В общем, я не очень много о нём думаю. Мне нравится гораздо больше его публицистика, которая печаталась в газете «Первое сентября». Что касается «Предела забвения» и его продолжения — «Года кометы». Я не могу сказать, что я читал эти книги. Я их просматривал. Мне показалось, что в них удивительные прозрения и точные мысли соседствуют с довольно претенциозными, многословными и довольно самоочевидными по смыслу фрагментами. То есть это такое философствование там, где автор мог бы, по-моему, гораздо увлекательнее и больше рассказать. И я вообще с большим трудом воспринимаю тексты, которые построены, как собственная духовная автобиография, — в диапазоне от «Самопознания» Бердяева и кончая автобиографическими и философскими сочинениями наших современников… Ну, не буду их называть. Мне всегда кажется, что как-то описывать свою духовную эволюцию, пока ты ещё не открыл, допустим, Теорию относительности — по-моему, это немножко неадекватно. Ну, я не знаю, кончая «Закатилось зёрнышко меж двух жерновов» [Солженицын]. Но при всём при этом, конечно, Лебедев — очень талантливый человек. А вот «Новая Цюрихская Газета» — не знал такую газету. Буду знать.
«Спасибо за лекцию о Ефремове! — и вам спасибо. — В романе «Туманность Андромеды» «слишком много коммунизма», но ведь это прорыв, открытие новых рубежей. Особого уважения заслуживает его выступление в защиту Стругацких, — да, действительно. — Как вы относитесь к идее Ефремова об обязательной антропоцентричности разумной жизни во Вселенной?»

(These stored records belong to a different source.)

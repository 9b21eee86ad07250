//! Error types for the session model and controller protocol

use thiserror::Error;

use crate::types::Timecode;

/// Errors decoding or validating a shot reference
#[derive(Error, Debug, Clone, PartialEq)]
pub enum ShotError {
    /// Body is not a well-formed shot reference
    #[error("Malformed shot reference: {0}")]
    Malformed(String),

    /// Shot names a source the registry does not have
    #[error("Unknown source {index} (have {count})")]
    UnknownSource { index: usize, count: usize },

    /// Negative start timecode
    #[error("Invalid start timecode {0}")]
    InvalidStart(Timecode),

    /// Negative length
    #[error("Invalid shot length {0}")]
    InvalidLength(i64),
}

impl From<serde_json::Error> for ShotError {
    fn from(e: serde_json::Error) -> Self {
        ShotError::Malformed(e.to_string())
    }
}

/// Errors reported by a video/audio source while materialising media
#[derive(Error, Debug, Clone, PartialEq)]
pub enum SourceError {
    /// Requested position is outside the retained buffer
    #[error("Timecode {requested} outside retained window {oldest}..={live}")]
    OutOfRange {
        requested: Timecode,
        oldest: Timecode,
        live: Timecode,
    },

    /// Source has not produced any frames yet
    #[error("Source has no frames")]
    Empty,

    /// No source at this index
    #[error("Unknown source {0}")]
    UnknownSource(usize),

    /// Underlying storage or hardware failed
    #[error("Source I/O failed: {0}")]
    Io(String),
}

impl From<std::io::Error> for SourceError {
    fn from(e: std::io::Error) -> Self {
        SourceError::Io(e.to_string())
    }
}

/// Errors applying a controller input to the session
#[derive(Error, Debug, Clone, PartialEq, Eq)]
pub enum ControlError {
    /// Shuttle value outside the fixed lookup table
    #[error("Shuttle value {0} outside -6..=6")]
    ShuttleOutOfRange(i32),

    /// Speed fraction with a zero denominator
    #[error("Invalid speed {0}/{1}")]
    InvalidSpeed(u32, u32),
}

/// Errors produced by a controller input device
#[derive(Error, Debug, Clone, PartialEq, Eq)]
pub enum InputError {
    /// Device could not be opened or read
    #[error("Controller I/O failed: {0}")]
    Io(String),

    /// A record or line could not be decoded
    #[error("Malformed controller input: {0}")]
    Malformed(String),
}

impl From<std::io::Error> for InputError {
    fn from(e: std::io::Error) -> Self {
        InputError::Io(e.to_string())
    }
}
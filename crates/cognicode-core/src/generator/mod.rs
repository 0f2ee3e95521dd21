//! Candidate generation: the boundary between the search and a code oracle.
//!
//! The engine only sees [`CandidateGenerator`], which always yields at least
//! one fragment. Raw oracles implement the fallible [`CandidateSource`] and
//! are adapted with [`RetryingGenerator`], which owns the retry, backoff and
//! fallback policy.

use async_trait::async_trait;

pub mod command;
pub mod mock;
pub mod retry;
pub mod scripted;

pub use command::{CommandSource, OracleCommand};
pub use mock::MockGenerator;
pub use retry::{RetryConfig, RetryingGenerator};
pub use scripted::ScriptedGenerator;

/// Failure reported by a raw oracle.
#[derive(Debug, Clone, PartialEq, Eq, thiserror::Error)]
pub enum GeneratorError {
    /// Worth retrying after a delay (rate limits, timeouts).
    #[error("transient generator failure: {0}")]
    Transient(String),

    #[error("generator failure: {0}")]
    Fatal(String),
}

impl GeneratorError {
    pub fn is_transient(&self) -> bool {
        matches!(self, GeneratorError::Transient(_))
    }
}

/// Produces continuations of a partial program.
///
/// Implementations must return between 1 and `n` fragments. Leading
/// indentation in a fragment is significant and must be kept.
#[async_trait]
pub trait CandidateGenerator: Send + Sync {
    async fn generate_candidates(&self, problem: &str, current_state: &str, n: usize)
        -> Vec<String>;
}

#[async_trait]
impl<G: CandidateGenerator + ?Sized> CandidateGenerator for Box<G> {
    async fn generate_candidates(
        &self,
        problem: &str,
        current_state: &str,
        n: usize,
    ) -> Vec<String> {
        (**self).generate_candidates(problem, current_state, n).await
    }
}

/// A raw oracle that may fail.
#[async_trait]
pub trait CandidateSource: Send + Sync {
    async fn propose(
        &self,
        problem: &str,
        current_state: &str,
        n: usize,
    ) -> Result<Vec<String>, GeneratorError>;
}

/// Trim trailing whitespace, drop blank fragments, keep at most `n`.
pub fn normalize_candidates(raw: Vec<String>, n: usize) -> Vec<String> {
    raw.into_iter()
        .map(|c| c.trim_end().to_string())
        .filter(|c| !c.trim().is_empty())
        .take(n)
        .collect()
}

#[cfg(test)]
mod tests {
    use super::*;

    #[test]
    fn test_normalize_keeps_leading_indentation() {
        let out = normalize_candidates(vec!["    return 1   \n".into()], 3);
        assert_eq!(out, vec!["    return 1".to_string()]);
    }

    #[test]
    fn test_normalize_drops_blank_and_truncates() {
        let raw = vec![
            "a = 1".to_string(),
            "   \n".to_string(),
            "b = 2".to_string(),
            "c = 3".to_string(),
        ];
        assert_eq!(normalize_candidates(raw, 2), vec!["a = 1", "b = 2"]);
    }

    #[test]
    fn test_transient_classification() {
        assert!(GeneratorError::Transient("429".into()).is_transient());
        assert!(!GeneratorError::Fatal("bad key".into()).is_transient());
    }
}
//! Isolated, time-bounded candidate execution.

use std::io::{self, Write};
use std::process::Stdio;
use std::time::Instant;

use async_trait::async_trait;
use tokio::io::AsyncReadExt;
use tokio::process::Command;
use tracing::{debug, warn};

use super::config::SandboxConfig;
use super::result::ExecutionResult;
use super::syntax;

/// Grades candidate programs by running them against a validation script in
/// a fresh interpreter process.
///
/// [`Sandbox::execute`] never fails: every outcome, including host I/O
/// problems, comes back as an [`ExecutionResult`].
#[derive(Debug, Clone, Default)]
pub struct Sandbox {
    config: SandboxConfig,
}

impl Sandbox {
    pub fn new(config: SandboxConfig) -> Self {
        Self { config }
    }

    pub fn config(&self) -> &SandboxConfig {
        &self.config
    }

    /// Whether `code` parses as a standalone module under the configured
    /// [`SyntaxPolicy`](super::SyntaxPolicy).
    pub async fn validate_syntax(&self, code: &str) -> bool {
        match syntax::check_with_policy(&self.config, code).await {
            Ok(valid) => valid,
            Err(err) => {
                warn!(
                    event = "sandbox.syntax_check_failed",
                    interpreter = %self.config.interpreter,
                    error = %err,
                );
                false
            }
        }
    }

    /// Run `code` followed by `validation_script` and grade the result.
    ///
    /// A parse check that cannot run is graded as a runtime failure, the same
    /// as any other sandbox I/O error.
    pub async fn execute(&self, code: &str, validation_script: &str) -> ExecutionResult {
        let start = Instant::now();

        let result = match syntax::check_with_policy(&self.config, code).await {
            Ok(false) => ExecutionResult::syntax_error(),
            Ok(true) => {
                let body = format!("{code}\n\n{validation_script}");
                match self.run_script(&body).await {
                    Ok(result) => result,
                    Err(err) => self.io_failure(err),
                }
            }
            Err(err) => self.io_failure(err),
        };

        let result = result.with_duration_ms(start.elapsed().as_millis() as u64);
        debug!(
            event = "sandbox.executed",
            success = result.success,
            error_kind = ?result.error_kind,
            duration_ms = result.duration_ms,
        );
        result
    }

    fn io_failure(&self, err: io::Error) -> ExecutionResult {
        warn!(
            event = "sandbox.io_error",
            interpreter = %self.config.interpreter,
            error = %err,
        );
        ExecutionResult::runtime_failure(format!("sandbox error: {err}"))
    }

    async fn run_script(&self, body: &str) -> io::Result<ExecutionResult> {
        // Removed when `script` drops, on every return path.
        let builder = {
            let mut b = tempfile::Builder::new();
            b.prefix("cognicode-").suffix(".py");
            b
        };
        let mut script = match &self.config.scratch_dir {
            Some(dir) => builder.tempfile_in(dir)?,
            None => builder.tempfile()?,
        };
        script.write_all(body.as_bytes())?;
        script.flush()?;

        let mut child = Command::new(&self.config.interpreter)
            .arg(script.path())
            .stdin(Stdio::null())
            .stdout(Stdio::piped())
            .stderr(Stdio::piped())
            .kill_on_drop(true)
            .spawn()?;

        let mut stdout_pipe = child
            .stdout
            .take()
            .ok_or_else(|| io::Error::new(io::ErrorKind::Other, "stdout not captured"))?;
        let mut stderr_pipe = child
            .stderr
            .take()
            .ok_or_else(|| io::Error::new(io::ErrorKind::Other, "stderr not captured"))?;

        let mut stdout = Vec::new();
        let mut stderr = Vec::new();
        let finished = tokio::time::timeout(self.config.timeout(), async {
            let (out, err, status) = tokio::join!(
                stdout_pipe.read_to_end(&mut stdout),
                stderr_pipe.read_to_end(&mut stderr),
                child.wait(),
            );
            out.and(err).and(status)
        })
        .await;

        let status = match finished {
            Ok(status) => status?,
            Err(_elapsed) => {
                if let Err(err) = child.kill().await {
                    warn!(event = "sandbox.kill_failed", error = %err);
                }
                return Ok(ExecutionResult::timeout());
            }
        };

        let mut output = String::from_utf8_lossy(&stdout).into_owned();
        output.push_str(&String::from_utf8_lossy(&stderr));

        Ok(if status.success() {
            ExecutionResult::passed(output)
        } else {
            ExecutionResult::runtime_failure(output)
        })
    }
}

/// Grades a candidate against a validation script.
///
/// [`Sandbox`] is the production implementation; the search engine accepts
/// any evaluator so it can be driven without an interpreter.
#[async_trait]
pub trait Evaluator: Send + Sync {
    async fn evaluate(&self, code: &str, validation_script: &str) -> ExecutionResult;
}

#[async_trait]
impl Evaluator for Sandbox {
    async fn evaluate(&self, code: &str, validation_script: &str) -> ExecutionResult {
        self.execute(code, validation_script).await
    }
}
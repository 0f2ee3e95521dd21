//! Tracing setup for the `cognicode` binary.
//!
//! Search progress lines and the final program are written by the CLI
//! itself; everything emitted through `tracing` (the `search.*`,
//! `sandbox.*` and `generator.*` events) goes to stderr so that a solved
//! program piped from stdout is never interleaved with log output.

use tracing::Level;
use tracing_subscriber::layer::SubscriberExt;
use tracing_subscriber::util::SubscriberInitExt;
use tracing_subscriber::{fmt, EnvFilter};

/// Default directives when `RUST_LOG` is unset: CogniCode crates at `level`,
/// dependencies at `warn`.
fn default_directives(level: Level) -> String {
    format!("warn,cognicode_core={level},cognicode={level}")
}

/// Install the global subscriber.
///
/// With `json` set, each event is one JSON object per line, carrying the
/// `run_id` of the enclosing search span. Only the first call in a process
/// takes effect.
pub fn init_tracing(json: bool, level: Level) {
    let filter = EnvFilter::try_from_default_env()
        .unwrap_or_else(|_| EnvFilter::new(default_directives(level)));
    let registry = tracing_subscriber::registry().with(filter);
    let layer = fmt::layer().with_target(false).with_writer(std::io::stderr);

    let _ = if json {
        registry.with(layer.json().with_current_span(true)).try_init()
    } else {
        registry.with(layer).try_init()
    };
}

#[cfg(test)]
mod tests {
    use super::*;

    #[test]
    fn test_default_directives_scope_level_to_own_crates() {
        let directives = default_directives(Level::DEBUG);
        assert!(directives.starts_with("warn,"));
        assert!(directives.contains("cognicode_core=DEBUG"));
        assert!(directives.contains("cognicode=DEBUG"));
        assert!(EnvFilter::try_new(&directives).is_ok());
    }

    #[test]
    fn test_init_tracing_is_idempotent() {
        init_tracing(false, Level::WARN);
        init_tracing(true, Level::DEBUG);
        tracing::info!("still fine");
    }
}
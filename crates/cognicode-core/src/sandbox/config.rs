//! Sandbox configuration.

use std::path::PathBuf;
use std::time::Duration;

use serde::{Deserialize, Serialize};

/// How candidates that fail to parse are treated.
#[derive(Debug, Clone, Copy, Serialize, Deserialize, PartialEq, Eq, Default)]
#[serde(rename_all = "snake_case")]
pub enum SyntaxPolicy {
    /// Any syntax error rejects the candidate.
    Strict,
    /// A candidate that only looks unfinished (a block header with no body)
    /// gets one retry with a `pass` body appended.
    #[default]
    RepairIncompleteBlock,
}

/// Configuration for sandboxed candidate execution.
#[derive(Debug, Clone, Serialize, Deserialize, PartialEq)]
#[serde(default)]
pub struct SandboxConfig {
    /// Interpreter used both to parse and to run candidates.
    pub interpreter: String,
    /// Hard wall-clock limit for one execution (milliseconds).
    pub timeout_ms: u64,
    pub syntax_policy: SyntaxPolicy,
    /// Directory for per-execution scripts. System temp dir when unset.
    pub scratch_dir: Option<PathBuf>,
}

impl Default for SandboxConfig {
    fn default() -> Self {
        Self {
            interpreter: "python3".to_string(),
            timeout_ms: 2_000,
            syntax_policy: SyntaxPolicy::default(),
            scratch_dir: None,
        }
    }
}

impl SandboxConfig {
    pub fn timeout(&self) -> Duration {
        Duration::from_millis(self.timeout_ms)
    }

    pub fn with_timeout_ms(mut self, timeout_ms: u64) -> Self {
        self.timeout_ms = timeout_ms;
        self
    }

    pub fn with_syntax_policy(mut self, policy: SyntaxPolicy) -> Self {
        self.syntax_policy = policy;
        self
    }

    pub fn with_scratch_dir(mut self, dir: impl Into<PathBuf>) -> Self {
        self.scratch_dir = Some(dir.into());
        self
    }
}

Понимаете, я не могу здесь спорить с Ефремовым, поскольку антропологию он знал лучше меня. Больше вам скажу: палеоантропологию, происхождение человека он вообще как науку создал. Например, Лем уверен, что антропоцентричность — это глупо, что человек — это частный случай, что другие формы жизни нам будут принципиально не понятны. Здесь он как-то солидарен с Борхесом, который полагает, что мы не только не поймём другое существо, а что мы даже не сможем представить, зачем такая мебель в его доме. Кстати, это интересное упражнение у Борхеса — представить мебель в доме инопланетного существа. Оно же, наверное, перетекает. Может, оно — гигантская гусеница. А может, оно отдыхает не на диване, а на чём-то подвесном. Вот неантропоцентричность Лема — это такой холодный мир, в котором всё возможно; мир, в котором никто не увидит квинтян или увидит их в момент смерти. Кто читал «Фиаско», тот меня понял. Я в этом смысле более оптимистичен. Мне приятно думать, что антропный мир, антропный принцип — это реально; что мир задуман таким, чтобы его мог понять человек. Мне это приятно, поэтому я думаю так. Как сказала когда-то Надя Рушева: «Я никого не заставляю думать, как я».
«Третий раз задаю вопрос, — Наташа, пожалуйста. — Неужели ни советская, ни современная литература не касались темы лишнего человека? Конфликт с обществом, конфликт сердца и рассудка остались, а таких людей, как Онегин, Печорин и славные герои XIX века, больше в литературе нет? Кроме Григория Мелехова, и то с натяжкой, на ум никто не приходит».